- _Task brief_:
Search the entries below for the string "HealthCheck" and copy the lines that hold it.

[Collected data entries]
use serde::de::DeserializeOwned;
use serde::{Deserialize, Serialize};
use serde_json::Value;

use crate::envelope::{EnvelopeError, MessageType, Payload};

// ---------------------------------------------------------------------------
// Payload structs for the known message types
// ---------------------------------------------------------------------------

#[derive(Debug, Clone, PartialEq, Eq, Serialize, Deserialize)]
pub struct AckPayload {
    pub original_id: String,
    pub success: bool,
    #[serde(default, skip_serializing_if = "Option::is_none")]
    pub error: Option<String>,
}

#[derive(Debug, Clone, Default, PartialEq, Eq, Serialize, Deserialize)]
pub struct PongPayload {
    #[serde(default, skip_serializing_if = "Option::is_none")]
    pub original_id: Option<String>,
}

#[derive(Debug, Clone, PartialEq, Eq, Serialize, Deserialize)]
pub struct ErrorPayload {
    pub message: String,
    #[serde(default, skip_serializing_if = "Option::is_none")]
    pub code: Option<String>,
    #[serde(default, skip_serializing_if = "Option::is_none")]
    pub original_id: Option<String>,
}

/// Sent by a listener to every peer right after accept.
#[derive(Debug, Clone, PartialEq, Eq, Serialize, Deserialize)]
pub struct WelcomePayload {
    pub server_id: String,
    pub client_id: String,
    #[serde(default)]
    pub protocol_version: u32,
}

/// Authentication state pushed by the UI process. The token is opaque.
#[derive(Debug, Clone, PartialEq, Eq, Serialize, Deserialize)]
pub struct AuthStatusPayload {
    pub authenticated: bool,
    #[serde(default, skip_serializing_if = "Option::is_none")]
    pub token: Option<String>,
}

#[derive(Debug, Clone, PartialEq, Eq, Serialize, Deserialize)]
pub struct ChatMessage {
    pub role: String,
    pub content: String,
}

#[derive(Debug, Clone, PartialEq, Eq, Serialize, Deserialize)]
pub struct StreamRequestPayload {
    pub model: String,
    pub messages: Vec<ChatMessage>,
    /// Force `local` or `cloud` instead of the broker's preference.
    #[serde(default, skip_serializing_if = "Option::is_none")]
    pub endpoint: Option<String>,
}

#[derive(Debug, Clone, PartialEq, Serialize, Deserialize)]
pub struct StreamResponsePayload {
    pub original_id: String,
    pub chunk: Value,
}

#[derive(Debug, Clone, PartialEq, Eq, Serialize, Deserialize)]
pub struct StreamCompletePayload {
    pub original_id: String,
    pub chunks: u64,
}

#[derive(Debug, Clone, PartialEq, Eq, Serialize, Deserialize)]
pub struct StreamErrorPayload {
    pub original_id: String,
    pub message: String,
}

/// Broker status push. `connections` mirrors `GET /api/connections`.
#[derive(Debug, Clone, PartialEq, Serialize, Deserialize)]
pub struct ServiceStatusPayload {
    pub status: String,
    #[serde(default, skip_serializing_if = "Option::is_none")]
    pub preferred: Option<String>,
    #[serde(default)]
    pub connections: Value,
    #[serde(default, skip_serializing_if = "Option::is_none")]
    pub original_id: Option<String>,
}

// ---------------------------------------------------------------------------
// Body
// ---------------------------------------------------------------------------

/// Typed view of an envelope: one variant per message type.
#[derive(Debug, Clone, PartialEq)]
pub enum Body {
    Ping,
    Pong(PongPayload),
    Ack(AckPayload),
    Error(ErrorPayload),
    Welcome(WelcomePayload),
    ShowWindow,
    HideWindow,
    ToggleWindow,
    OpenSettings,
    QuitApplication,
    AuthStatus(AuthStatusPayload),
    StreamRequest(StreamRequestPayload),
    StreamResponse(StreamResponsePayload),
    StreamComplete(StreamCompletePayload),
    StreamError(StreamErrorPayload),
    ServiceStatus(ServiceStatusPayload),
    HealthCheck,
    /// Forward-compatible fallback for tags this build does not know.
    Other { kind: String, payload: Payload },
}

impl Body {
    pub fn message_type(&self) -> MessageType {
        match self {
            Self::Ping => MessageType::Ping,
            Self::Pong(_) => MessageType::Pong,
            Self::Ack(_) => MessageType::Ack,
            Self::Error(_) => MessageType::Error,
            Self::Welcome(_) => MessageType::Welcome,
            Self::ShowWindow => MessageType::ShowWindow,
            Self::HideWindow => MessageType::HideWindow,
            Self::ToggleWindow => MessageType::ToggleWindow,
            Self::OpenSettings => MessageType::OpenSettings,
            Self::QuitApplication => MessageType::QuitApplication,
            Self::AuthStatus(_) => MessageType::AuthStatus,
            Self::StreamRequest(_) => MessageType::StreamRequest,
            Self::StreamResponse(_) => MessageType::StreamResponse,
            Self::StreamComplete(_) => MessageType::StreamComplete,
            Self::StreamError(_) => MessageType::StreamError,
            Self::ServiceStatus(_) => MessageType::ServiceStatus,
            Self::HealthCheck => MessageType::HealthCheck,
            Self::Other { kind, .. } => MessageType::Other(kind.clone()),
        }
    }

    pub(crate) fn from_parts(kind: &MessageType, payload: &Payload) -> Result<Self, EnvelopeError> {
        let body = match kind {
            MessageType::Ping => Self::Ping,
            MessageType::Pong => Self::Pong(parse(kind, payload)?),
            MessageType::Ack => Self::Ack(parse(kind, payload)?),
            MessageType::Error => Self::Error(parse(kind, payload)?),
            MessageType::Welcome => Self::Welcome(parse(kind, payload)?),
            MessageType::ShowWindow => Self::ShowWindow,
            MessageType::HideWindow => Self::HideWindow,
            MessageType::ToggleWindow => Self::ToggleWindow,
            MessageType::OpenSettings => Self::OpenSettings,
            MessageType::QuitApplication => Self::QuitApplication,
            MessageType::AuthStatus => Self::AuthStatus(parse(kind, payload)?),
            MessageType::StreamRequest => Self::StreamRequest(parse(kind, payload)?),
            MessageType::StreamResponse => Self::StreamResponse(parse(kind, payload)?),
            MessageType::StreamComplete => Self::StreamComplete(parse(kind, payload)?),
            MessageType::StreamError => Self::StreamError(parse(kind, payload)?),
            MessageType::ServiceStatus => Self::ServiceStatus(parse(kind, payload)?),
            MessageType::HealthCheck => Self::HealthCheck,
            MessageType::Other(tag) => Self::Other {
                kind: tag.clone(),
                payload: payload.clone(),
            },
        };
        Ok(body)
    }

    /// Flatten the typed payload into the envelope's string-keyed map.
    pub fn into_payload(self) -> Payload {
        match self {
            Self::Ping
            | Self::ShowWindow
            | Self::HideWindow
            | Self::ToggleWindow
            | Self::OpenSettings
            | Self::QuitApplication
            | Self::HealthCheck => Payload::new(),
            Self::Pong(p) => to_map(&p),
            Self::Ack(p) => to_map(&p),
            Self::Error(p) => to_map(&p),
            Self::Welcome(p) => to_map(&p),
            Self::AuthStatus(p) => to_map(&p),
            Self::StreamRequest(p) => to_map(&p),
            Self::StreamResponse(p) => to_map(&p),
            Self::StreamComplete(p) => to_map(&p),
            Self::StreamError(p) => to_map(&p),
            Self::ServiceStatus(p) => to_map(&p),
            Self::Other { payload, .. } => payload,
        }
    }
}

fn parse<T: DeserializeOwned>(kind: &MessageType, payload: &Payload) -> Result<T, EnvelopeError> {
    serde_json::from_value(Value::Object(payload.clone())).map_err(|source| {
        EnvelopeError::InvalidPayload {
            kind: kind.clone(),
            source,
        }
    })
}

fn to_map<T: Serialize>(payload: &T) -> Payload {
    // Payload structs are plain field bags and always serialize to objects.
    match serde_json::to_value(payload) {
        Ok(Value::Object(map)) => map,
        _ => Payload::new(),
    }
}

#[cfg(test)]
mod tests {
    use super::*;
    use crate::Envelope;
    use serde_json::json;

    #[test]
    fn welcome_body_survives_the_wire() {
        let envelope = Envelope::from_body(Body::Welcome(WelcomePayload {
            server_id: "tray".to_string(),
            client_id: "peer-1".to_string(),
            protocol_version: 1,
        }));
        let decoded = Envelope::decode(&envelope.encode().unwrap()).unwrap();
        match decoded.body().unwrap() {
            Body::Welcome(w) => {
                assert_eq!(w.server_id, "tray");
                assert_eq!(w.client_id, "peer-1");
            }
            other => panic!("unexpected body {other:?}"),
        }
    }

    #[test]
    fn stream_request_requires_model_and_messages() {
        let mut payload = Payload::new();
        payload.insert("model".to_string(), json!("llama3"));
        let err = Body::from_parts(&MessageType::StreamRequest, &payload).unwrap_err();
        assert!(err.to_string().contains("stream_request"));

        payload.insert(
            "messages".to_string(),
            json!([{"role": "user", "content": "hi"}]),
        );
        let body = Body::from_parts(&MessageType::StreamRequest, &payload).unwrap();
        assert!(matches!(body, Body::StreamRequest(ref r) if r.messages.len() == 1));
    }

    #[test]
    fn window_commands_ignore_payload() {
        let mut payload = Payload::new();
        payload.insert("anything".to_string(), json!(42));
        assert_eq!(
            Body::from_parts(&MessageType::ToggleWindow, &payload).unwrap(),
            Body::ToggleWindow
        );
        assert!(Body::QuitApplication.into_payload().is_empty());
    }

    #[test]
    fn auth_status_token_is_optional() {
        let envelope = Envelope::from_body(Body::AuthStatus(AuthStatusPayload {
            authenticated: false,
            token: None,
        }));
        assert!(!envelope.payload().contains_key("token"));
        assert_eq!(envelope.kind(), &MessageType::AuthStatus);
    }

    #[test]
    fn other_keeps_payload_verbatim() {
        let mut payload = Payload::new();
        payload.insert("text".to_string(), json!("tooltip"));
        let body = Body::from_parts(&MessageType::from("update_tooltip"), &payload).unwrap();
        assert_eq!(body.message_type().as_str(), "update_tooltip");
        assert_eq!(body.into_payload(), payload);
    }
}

- _Answer for this exercise_:
    HealthCheck,
            Self::HealthCheck => MessageType::HealthCheck,
            MessageType::HealthCheck => Self::HealthCheck,
            | Self::HealthCheck => Payload::new(),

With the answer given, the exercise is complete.